I do think it's significant that, although Sonia comes from the same bloodline as Zelda and is a priestess of Hylia, she doesn't possess Zelda's power over "light," or the power to banish evil. The reason I'm calling Hylia's power "light" and "the power to banish evil" instead of power over time is that that's how it's described in other games where Zelda has a power inherent to herself: Zelda's blessing in Skyward Sword is what makes the Master Sword capable of destroying evil, Zelda's body in Spirit Tracks has the power to destroy the demon king, the Light Force in Minish Cap, etc.

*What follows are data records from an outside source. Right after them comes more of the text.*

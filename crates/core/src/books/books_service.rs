//! The six report folds.
//!
//! Each report fetches one snapshot of the five raw sources and derives its
//! output in memory. Window semantics differ per report: journal, ledger,
//! income statement, and cash flow are period reports; trial balance and
//! balance sheet are cumulative as of an end date.

use log::debug;
use std::collections::BTreeMap;
use std::sync::Arc;

use chrono::NaiveDate;
use rust_decimal::Decimal;

use super::books_model::{
    Assets, BalanceSheet, CashFlowStatement, CurrentAssets, CurrentLiabilities, Equity,
    ExpenseBreakdown, FinancingActivities, IncomeStatement, InvestingActivities, JournalEntry,
    LedgerAccountRow, Liabilities, NonCurrentAssets, OperatingActivities, RevenueBreakdown,
    TrialBalanceRow,
};
use super::books_traits::{BookSources, BooksRepositoryTrait, BooksServiceTrait, SourceWindow};
use super::posting::{
    fund_gross_amount, post_cash_transaction, post_fund_transaction, post_invoice,
    post_stock_transaction, post_trading_fee, stock_gross_amount, Posting,
};
use crate::cash::CashTransactionType;
use crate::errors::Result;
use crate::fees::FeeType;
use crate::funds::FundTransactionType;
use crate::invoices::{Invoice, InvoiceStatus, InvoiceType};
use crate::stocks::StockTransactionType;

/// Service deriving the journal, ledger, trial balance, and financial
/// statements from raw event sources.
pub struct BooksService {
    repository: Arc<dyn BooksRepositoryTrait>,
}

impl BooksService {
    pub fn new(repository: Arc<dyn BooksRepositoryTrait>) -> Self {
        Self { repository }
    }
}

/// Maps every event in the snapshot through the posting table and sorts the
/// result by `(date, source, id)`. The source rank keeps same-date entries in
/// the fixed source order; the id makes the order total.
fn postings_sorted(sources: &BookSources, invoice_filter: fn(&Invoice) -> bool) -> Vec<Posting> {
    let mut postings: Vec<Posting> = Vec::new();
    postings.extend(sources.cash_transactions.iter().filter_map(post_cash_transaction));
    postings.extend(
        sources
            .invoices
            .iter()
            .filter(|inv| invoice_filter(inv))
            .filter_map(post_invoice),
    );
    postings.extend(sources.stock_transactions.iter().filter_map(post_stock_transaction));
    postings.extend(sources.fund_transactions.iter().filter_map(post_fund_transaction));
    postings.extend(sources.trading_fees.iter().filter_map(post_trading_fee));
    postings.sort_by(|a, b| {
        (a.date, a.source, &a.id).cmp(&(b.date, b.source, &b.id))
    });
    postings
}

/// Folds postings into per-account (debits, credits) totals. BTreeMap keys
/// give the alphabetical row order for free.
fn fold_by_account(postings: &[Posting]) -> BTreeMap<String, (Decimal, Decimal)> {
    let mut accounts: BTreeMap<String, (Decimal, Decimal)> = BTreeMap::new();
    for posting in postings {
        let debit_side = accounts.entry(posting.debit.to_string()).or_default();
        debit_side.0 += posting.amount;
        let credit_side = accounts.entry(posting.credit.to_string()).or_default();
        credit_side.1 += posting.amount;
    }
    accounts
}

fn keep_all_invoices(_: &Invoice) -> bool {
    true
}

fn skip_cancelled_invoices(invoice: &Invoice) -> bool {
    invoice.status != InvoiceStatus::Cancelled
}

impl BooksServiceTrait for BooksService {
    fn get_journal(
        &self,
        user_id: &str,
        start: NaiveDate,
        end: NaiveDate,
    ) -> Result<Vec<JournalEntry>> {
        debug!("Deriving journal {}..{} for user {}", start, end, user_id);
        let sources = self
            .repository
            .fetch_sources(user_id, &SourceWindow::period(start, end))?;
        Ok(postings_sorted(&sources, keep_all_invoices)
            .into_iter()
            .map(Posting::into_journal_entry)
            .collect())
    }

    fn get_ledger(
        &self,
        user_id: &str,
        start: NaiveDate,
        end: NaiveDate,
    ) -> Result<Vec<LedgerAccountRow>> {
        debug!("Deriving ledger {}..{} for user {}", start, end, user_id);
        let sources = self
            .repository
            .fetch_sources(user_id, &SourceWindow::period(start, end))?;
        let postings = postings_sorted(&sources, keep_all_invoices);
        Ok(fold_by_account(&postings)
            .into_iter()
            .map(|(account, (debits, credits))| LedgerAccountRow {
                account,
                debits,
                credits,
                balance: debits - credits,
            })
            .collect())
    }

    fn get_trial_balance(&self, user_id: &str, end: NaiveDate) -> Result<Vec<TrialBalanceRow>> {
        debug!("Deriving trial balance as of {} for user {}", end, user_id);
        let sources = self
            .repository
            .fetch_sources(user_id, &SourceWindow::since_inception(end))?;
        // Cancelled invoices are excluded here and only here; journal and
        // ledger keep them.
        let postings = postings_sorted(&sources, skip_cancelled_invoices);
        Ok(fold_by_account(&postings)
            .into_iter()
            .map(|(account, (debits, credits))| {
                if debits > credits {
                    TrialBalanceRow {
                        account,
                        debit: debits - credits,
                        credit: Decimal::ZERO,
                    }
                } else {
                    TrialBalanceRow {
                        account,
                        debit: Decimal::ZERO,
                        credit: credits - debits,
                    }
                }
            })
            .filter(|row| row.debit > Decimal::ZERO || row.credit > Decimal::ZERO)
            .collect())
    }

    fn get_balance_sheet(&self, user_id: &str, end: NaiveDate) -> Result<BalanceSheet> {
        debug!("Deriving balance sheet as of {} for user {}", end, user_id);
        let sources = self
            .repository
            .fetch_sources(user_id, &SourceWindow::since_inception(end))?;

        let cash: Decimal = sources
            .cash_transactions
            .iter()
            .map(|t| match t.transaction_type {
                CashTransactionType::Income => t.amount,
                CashTransactionType::Expense => -t.amount,
            })
            .sum();

        let accounts_receivable: Decimal = sources
            .invoices
            .iter()
            .filter(|inv| inv.invoice_type == InvoiceType::Income && inv.status.is_outstanding())
            .map(|inv| inv.total_amount)
            .sum();

        let accounts_payable: Decimal = sources
            .invoices
            .iter()
            .filter(|inv| inv.invoice_type == InvoiceType::Expense && inv.status.is_outstanding())
            .map(|inv| inv.total_amount)
            .sum();

        let mut investments = Decimal::ZERO;
        for transaction in &sources.stock_transactions {
            let amount = stock_gross_amount(transaction);
            match transaction.transaction_type {
                StockTransactionType::Buy => investments += amount,
                StockTransactionType::Sell => investments -= amount,
                StockTransactionType::Dividend => {}
            }
        }
        for transaction in &sources.fund_transactions {
            let amount = fund_gross_amount(transaction);
            match transaction.transaction_type {
                FundTransactionType::Invest => investments += amount,
                FundTransactionType::Withdraw => investments -= amount,
            }
        }

        let current_assets_total = cash + accounts_receivable;
        let total_assets = current_assets_total + investments;
        let total_liabilities = accounts_payable;
        let retained_earnings = total_assets - total_liabilities;

        Ok(BalanceSheet {
            assets: Assets {
                current_assets: CurrentAssets {
                    cash,
                    accounts_receivable,
                    inventory: Decimal::ZERO,
                    total: current_assets_total,
                },
                non_current_assets: NonCurrentAssets {
                    investments,
                    total: investments,
                },
                total_assets,
            },
            liabilities: Liabilities {
                current_liabilities: CurrentLiabilities {
                    accounts_payable,
                    total: accounts_payable,
                },
                total_liabilities,
            },
            equity: Equity {
                retained_earnings,
                total_equity: retained_earnings,
            },
        })
    }

    fn get_income_statement(
        &self,
        user_id: &str,
        start: NaiveDate,
        end: NaiveDate,
    ) -> Result<IncomeStatement> {
        debug!(
            "Deriving income statement {}..{} for user {}",
            start, end, user_id
        );
        let sources = self
            .repository
            .fetch_sources(user_id, &SourceWindow::period(start, end))?;

        let mut sales_revenue = Decimal::ZERO;
        let mut operating_expenses = Decimal::ZERO;
        for transaction in &sources.cash_transactions {
            match transaction.transaction_type {
                CashTransactionType::Income => sales_revenue += transaction.amount,
                CashTransactionType::Expense => operating_expenses += transaction.amount,
            }
        }

        let mut invoice_revenue = Decimal::ZERO;
        let mut invoice_expenses = Decimal::ZERO;
        for invoice in &sources.invoices {
            if invoice.status != InvoiceStatus::Paid {
                continue;
            }
            match invoice.invoice_type {
                InvoiceType::Income => invoice_revenue += invoice.total_amount,
                InvoiceType::Expense => invoice_expenses += invoice.total_amount,
            }
        }

        let dividends: Decimal = sources
            .stock_transactions
            .iter()
            .filter(|t| t.transaction_type == StockTransactionType::Dividend)
            .map(stock_gross_amount)
            .sum();

        let mut trading_fees = Decimal::ZERO;
        let mut cgt = Decimal::ZERO;
        for fee in &sources.trading_fees {
            match fee.fee_type {
                FeeType::Cgt => cgt += fee.amount,
                // Everything that is not CGT counts as broker fees.
                _ => trading_fees += fee.amount,
            }
        }

        let total_revenue = sales_revenue + invoice_revenue + dividends;
        let total_expenses = operating_expenses + invoice_expenses + trading_fees + cgt;

        Ok(IncomeStatement {
            revenue: RevenueBreakdown {
                sales: sales_revenue + invoice_revenue,
                dividends,
                total_revenue,
            },
            expenses: ExpenseBreakdown {
                operating_expenses: operating_expenses + invoice_expenses,
                trading_fees,
                cgt,
                total_expenses,
            },
            net_income: total_revenue - total_expenses,
        })
    }

    fn get_cash_flow(
        &self,
        user_id: &str,
        start: NaiveDate,
        end: NaiveDate,
    ) -> Result<CashFlowStatement> {
        debug!(
            "Deriving cash flow {}..{} for user {}",
            start, end, user_id
        );
        // Beginning cash needs every cash transaction before the period, so
        // the fetch runs since inception and the period split happens here.
        let sources = self
            .repository
            .fetch_sources(user_id, &SourceWindow::since_inception(end))?;
        let period = SourceWindow::period(start, end);

        let mut beginning_cash = Decimal::ZERO;
        let mut cash_inflow = Decimal::ZERO;
        let mut cash_outflow = Decimal::ZERO;
        for transaction in &sources.cash_transactions {
            let signed = match transaction.transaction_type {
                CashTransactionType::Income => transaction.amount,
                CashTransactionType::Expense => -transaction.amount,
            };
            if transaction.date < start {
                beginning_cash += signed;
            } else if period.contains(transaction.date) {
                if signed > Decimal::ZERO {
                    cash_inflow += transaction.amount;
                } else {
                    cash_outflow += transaction.amount;
                }
            }
        }

        let mut invoice_inflow = Decimal::ZERO;
        let mut invoice_outflow = Decimal::ZERO;
        for invoice in &sources.invoices {
            if invoice.status != InvoiceStatus::Paid || !period.contains(invoice.invoice_date) {
                continue;
            }
            match invoice.invoice_type {
                InvoiceType::Income => invoice_inflow += invoice.total_amount,
                InvoiceType::Expense => invoice_outflow += invoice.total_amount,
            }
        }

        let cash_from_operations = cash_inflow + invoice_inflow - cash_outflow - invoice_outflow;

        let mut investments_purchased = Decimal::ZERO;
        let mut investments_sold = Decimal::ZERO;
        for transaction in &sources.stock_transactions {
            if !period.contains(transaction.transaction_date) {
                continue;
            }
            let amount = stock_gross_amount(transaction);
            match transaction.transaction_type {
                StockTransactionType::Buy => investments_purchased += amount,
                StockTransactionType::Sell => investments_sold += amount,
                StockTransactionType::Dividend => {}
            }
        }
        for transaction in &sources.fund_transactions {
            if !period.contains(transaction.transaction_date) {
                continue;
            }
            let amount = fund_gross_amount(transaction);
            match transaction.transaction_type {
                FundTransactionType::Invest => investments_purchased += amount,
                FundTransactionType::Withdraw => investments_sold += amount,
            }
        }

        let cash_from_investing = investments_sold - investments_purchased;
        let cash_from_financing = Decimal::ZERO;
        let net_cash_flow = cash_from_operations + cash_from_investing + cash_from_financing;

        Ok(CashFlowStatement {
            operating_activities: OperatingActivities {
                cash_from_operations,
                total: cash_from_operations,
            },
            investing_activities: InvestingActivities {
                investments_purchased: -investments_purchased,
                investments_sold,
                total: cash_from_investing,
            },
            financing_activities: FinancingActivities {
                total: cash_from_financing,
            },
            net_cash_flow,
            beginning_cash,
            ending_cash: beginning_cash + net_cash_flow,
        })
    }
}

What I'm thinking is that even if Zelda and Sonia are related by blood, Sonia hasn't inherited the power of the blood of the goddess. This suggests to me that Sonia's time is set before the advent of the goddess in a human body, which would mean that the founding of Hyrule takes place before Zelda is born in Skyward Sword. Which, unless there is a contingent of humans living on the surface instead of in Skyloft, means that the war with Ganondorf might take place before the war with Demise?

Just something I'm mulling over.

2. What the Hell is with the Dark Skeletons?

The dark skeletons beneath the leviathans are not, themselves, levithans. They're kilometer-long monstrosities with saurian skulls, and have proportions roughly equivalent to the Demon Dragon that Ganondorf turns into.

So, uh, what the Hell are they? Are they demons who fought alongside Ganondorf in the Imprisoning War? Are they older than that? There are three of them—are they previous incarnations of the Naydra, Dinraal, and Farosh? Could they, themselves, be three previous Demon Kings? Are they fallen zonai? Are we looking at evidence of three previous entire cycles of a conflict like this one, where a Demon King—maybe even Ganon—rose, caused havoc, and was slain?

What does that mean for what the Depths are? Are the Depths themselves a repository for the detritus of conflicts in Hyrule, or even timelines once they begin to merge?